So. The Cass Review. Hoo, boy. Or girl. Or you non-binary you. You are all beautiful to Yr Wonkette. Possibly-maybe not so much to Britain’s National Health Service, however.

Oh, you have not heard of the Cass Review? Well, there is a great deal of talk about this thing in all the trans corners of the internet, and maybe you should know about it. A few years back, when the Tories were still very pleased with the stunning success of their Brexit referendum and were not yet measuring prime ministers’ tenures in millicabbages, the UK government solicited an independent review of gender-related medical service provision for minors. The person then tasked to oversee this review is Dr. Hilary Cass, and that report has now been released. With appendices it is 388 pages which Yr Wonkette will now explain in the remaining 1900 words of this article.

Okay, fair. Let’s sum up then. The Cass Review is a wonky, sciencey, jargony document that gives every appearance of being a Tory project intended to justify cracking down on medical care for trans people in the name of non-trans people who feel icky when forced to think repeatedly for weeks on end about surgeons coming for their genitals — but it nonetheless contains a few good things. Ultimately, however, it seems insufficiently independent and includes minimal and often perfunctory pushback against that Tory agenda from an academic who wanted to at least create the appearance of fairness. It includes 32 recommendations and 139, 153, or possibly 168 “key points,” depending on how seriously you take the report’s numbering. There is SO MUCH to cover, and trans journalists and activists have been covering endless details, but we shall limit ourselves here to those recommendations and key points.

The good:

As expected, the final report remains consistent with the summary report issued in 2022 in recommending increased geographic access to treatment. In response, the NHS is moving toward providing services at several regional centers, or “centres,” and the report advocates that services disperse even farther, possibly through part-time clinics where a single group of clinicians spends a certain amount of time each week or month at a different location, thus minimizing travel distances for patients and families. (A single regional centre with its associated clinics is referred to as a “multi-site service network”.)

It further recommends that these MSSNs be implemented “as soon as possible.” Which, it’s only words, but the words are good.

The Review also recommends money be allocated for resources and training to ensure that all clinicians can provide care that meets expected standards without delay or confusion due to lack of available staff or lack of competent and knowledgeable staff.

The report maintains a positive ultimate goal: “The central aim is to help young people to thrive and achieve their life goals.”

It includes a recommendation of support for parents, other carers, and siblings, which is YAY, TEAM!

The meh:

Cass and her team seem to have found some significant problems with care provision. These appear to be mainly limited to poor documentation of services rather than poor service, but without the documentation, you never know.
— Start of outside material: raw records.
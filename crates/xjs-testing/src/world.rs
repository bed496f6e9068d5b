//! TestWorld pattern for CLI integration tests.
//!
//! Every world owns a temp directory that is both the working directory
//! of the binary and its config home, so a user's own `config.toml`
//! never leaks into a test run.

use anyhow::Result;
use assert_cmd::Command;
use std::collections::HashMap;
use std::path::{Path, PathBuf};
use tempfile::TempDir;

use crate::fixtures;

/// Isolated environment for running `xjs`.
///
/// # Example
/// ```no_run
/// use xjs_testing::TestWorld;
///
/// let world = TestWorld::new().with_sample("status_2x.yaml");
/// let result = world.run(&["-a", "status_2x.yaml"]).unwrap();
/// assert!(result.success());
/// ```
pub struct TestWorld {
    temp_dir: TempDir,
    config_home: PathBuf,
    env_vars: HashMap<String, String>,
}

impl Default for TestWorld {
    fn default() -> Self {
        Self::new()
    }
}

impl TestWorld {
    pub fn new() -> Self {
        let temp_dir = TempDir::new().expect("Failed to create temp dir");
        let config_home = temp_dir.path().join(".config");
        std::fs::create_dir_all(&config_home).expect("Failed to create config dir");

        Self {
            temp_dir,
            config_home,
            env_vars: HashMap::new(),
        }
    }

    /// Working directory of every run
    pub fn cwd(&self) -> &Path {
        self.temp_dir.path()
    }

    /// Copy a sample report into the working directory under its own name
    pub fn with_sample(self, name: &str) -> Self {
        fixtures::copy_sample(name, self.cwd(), name).expect("Failed to copy sample");
        self
    }

    /// Copy a sample report into the working directory under another name
    pub fn with_sample_as(self, name: &str, dest_name: &str) -> Self {
        fixtures::copy_sample(name, self.cwd(), dest_name).expect("Failed to copy sample");
        self
    }

    /// Write an arbitrary file (a broken report, a config) into the working directory
    pub fn with_file(self, name: &str, content: &str) -> Self {
        std::fs::write(self.cwd().join(name), content).expect("Failed to write file");
        self
    }

    pub fn with_env(mut self, key: impl Into<String>, value: impl Into<String>) -> Self {
        self.env_vars.insert(key.into(), value.into());
        self
    }

    /// Configure a command to run inside this world
    pub fn configure_command<'a>(&self, cmd: &'a mut Command) -> &'a mut Command {
        cmd.current_dir(self.cwd())
            .env("XDG_CONFIG_HOME", &self.config_home)
            .env_remove("XJS_CONFIG")
            .env_remove("XJS_LOG")
            .env_remove("RUST_LOG");

        for (key, value) in &self.env_vars {
            cmd.env(key, value);
        }

        cmd
    }

    /// Run the `xjs` binary with `args`.
    ///
    /// Uses `Command::cargo_bin()`, which needs the binary built by
    /// `cargo test`.
    #[allow(deprecated)]
    pub fn run(&self, args: &[&str]) -> Result<CliResult> {
        let mut cmd = Command::cargo_bin("xjs")
            .map_err(|e| anyhow::anyhow!("Failed to find xjs binary: {}", e))?;

        self.configure_command(&mut cmd);
        cmd.args(args);

        let output = cmd.output()?;

        Ok(CliResult {
            status: output.status,
            stdout: String::from_utf8_lossy(&output.stdout).to_string(),
            stderr: String::from_utf8_lossy(&output.stderr).to_string(),
        })
    }
}

/// Result of a CLI command execution.
#[derive(Debug)]
pub struct CliResult {
    pub status: std::process::ExitStatus,
    pub stdout: String,
    pub stderr: String,
}

impl CliResult {
    pub fn success(&self) -> bool {
        self.status.success()
    }

    pub fn code(&self) -> Option<i32> {
        self.status.code()
    }

    /// Parse stdout as JSON.
    pub fn json(&self) -> Result<serde_json::Value> {
        Ok(serde_json::from_str(&self.stdout)?)
    }

    pub fn stdout(&self) -> &str {
        &self.stdout
    }

    pub fn stderr(&self) -> &str {
        &self.stderr
    }
}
Yr Wonkette is never happy to see bad care, but we’re always happy when the bad care that does happen gets identified so that it can be remediated and not repeated.

In the past, the entire UK had only one centre providing “GIDS” (gender identity services), nicknamed Tavistock. Tavistock was quickly closed after the summary report, but those MSSNs are not entirely up and running yet. It is not clear if they have taken on any new patients in the time — over a year — since Tavistock closed. More service centres are good, but do we really have them yet? Or do we effectively have no service at all?

One recommendation is that these youth-oriented MSSNs serve everyone up to age 25 rather than, as is currently the case, up to age 17. While there are some non-shitty rationales for this, such as making care access easier for young adults in a time of many transitions by maintaining a consistent care provider or potentially making long term outcome research easier, there is quite a lot of reasonable fear that a centre historically focused on serving minors will be ill equipped to address the needs and concerns of adults with appropriate respect for their agency. Also, too, if they’re not taking anyone, then that’s worse than being on a waiting list for adult services, which at least occasionally take on new patients.

Despite minimizing the legitimacy and value of the WPATH standards of care, the Cass Review recommendations mirror these in a number of ways, such as the insistence on a truly individualized care plan with responsive management allowing for patients to stop as well as start interventions based on what is healthy in the moment without creating an expectation of or commitment to a specific long-term trajectory of care. This is a good thing, and it’s wonderful that it is being recommended to the NHS, but it is disturbing that the WPATH standards are portrayed as contrary to this model.

Let’s also not allow the previous point to be misunderstood: While taking credit for recommending some things that the WPATH recommendations include, the spirit of the Cass Report is very different from the WPATH recommendations even when the letter is similar. WPATH, for instance, recommends highly individualized care with no commitments to a long term clinical trajectory and no presupposition that what appears most likely to be best right now will remain the best thing over time. It also recommends support for parents, carers, and siblings. The Cass Review recommends these as well, but while WPATH emphasizes listening to clients, the Review emphasizes following national standards and delaying and discouraging care. Despite superficial similarities on a number of points, these are not small differences.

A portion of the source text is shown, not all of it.